Records from a data collection:
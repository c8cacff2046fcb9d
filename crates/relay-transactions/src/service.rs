//! Transaction lifecycle service.
//!
//! Every mutating operation runs a single database transaction covering
//! the row update, the history append, and the outbox insert, so the
//! audit trail always replays to the row's current status and events
//! are published iff the change committed.

use chrono::Utc;
use serde_json::json;
use sqlx::PgPool;
use tracing::{debug, info, warn};
use uuid::Uuid;

use relay_core::{actors, EventType, TransactionStatus};
use relay_db::models::{
    CreateTransaction, NewHistoryEntry, OutboxEvent, StatusCount, Transaction, TransactionHistory,
};
use relay_events::message::TransactionEventMessage;

use crate::config::TransactionConfig;
use crate::error::TransactionError;
use crate::idempotency::{IdempotencyOutcome, IdempotencyResolver};
use crate::state_manager::StateManager;

/// Incoming submission for a tracked operation.
#[derive(Debug, Clone)]
pub struct TransactionRequest {
    /// Caller-chosen identifier; the idempotency key.
    pub transaction_id: Uuid,
    pub origin_system: String,
    pub payload: serde_json::Value,
    pub webhook_url: Option<String>,
    pub webhook_security_token: Option<String>,
    /// Caller explicitly marks the submission as a retry.
    pub retry: bool,
}

/// Service coordinating transaction lifecycle operations.
pub struct TransactionService {
    pool: PgPool,
    resolver: IdempotencyResolver,
    state_manager: StateManager,
    config: TransactionConfig,
    event_topic: String,
}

:: Action item ::
Please repeat each entry exactly as written.

:: Output of the exercise ::
repository c8cacff2046fcb9d
filename crates/relay-transactions/src/service.rs
//! Transaction lifecycle service.
//!
//! Every mutating operation runs a single database transaction covering
//! the row update, the history append, and the outbox insert, so the
//! audit trail always replays to the row's current status and events
//! are published iff the change committed.

use chrono::Utc;
use serde_json::json;
use sqlx::PgPool;
use tracing::{debug, info, warn};
use uuid::Uuid;

use relay_core::{actors, EventType, TransactionStatus};
use relay_db::models::{
    CreateTransaction, NewHistoryEntry, OutboxEvent, StatusCount, Transaction, TransactionHistory,
};
use relay_events::message::TransactionEventMessage;

use crate::config::TransactionConfig;
use crate::error::TransactionError;
use crate::idempotency::{IdempotencyOutcome, IdempotencyResolver};
use crate::state_manager::StateManager;

/// Incoming submission for a tracked operation.
#[derive(Debug, Clone)]
pub struct TransactionRequest {
    /// Caller-chosen identifier; the idempotency key.
    pub transaction_id: Uuid,
    pub origin_system: String,
    pub payload: serde_json::Value,
    pub webhook_url: Option<String>,
    pub webhook_security_token: Option<String>,
    /// Caller explicitly marks the submission as a retry.
    pub retry: bool,
}

/// Service coordinating transaction lifecycle operations.
pub struct TransactionService {
    pool: PgPool,
    resolver: IdempotencyResolver,
    state_manager: StateManager,
    config: TransactionConfig,
    event_topic: String,
}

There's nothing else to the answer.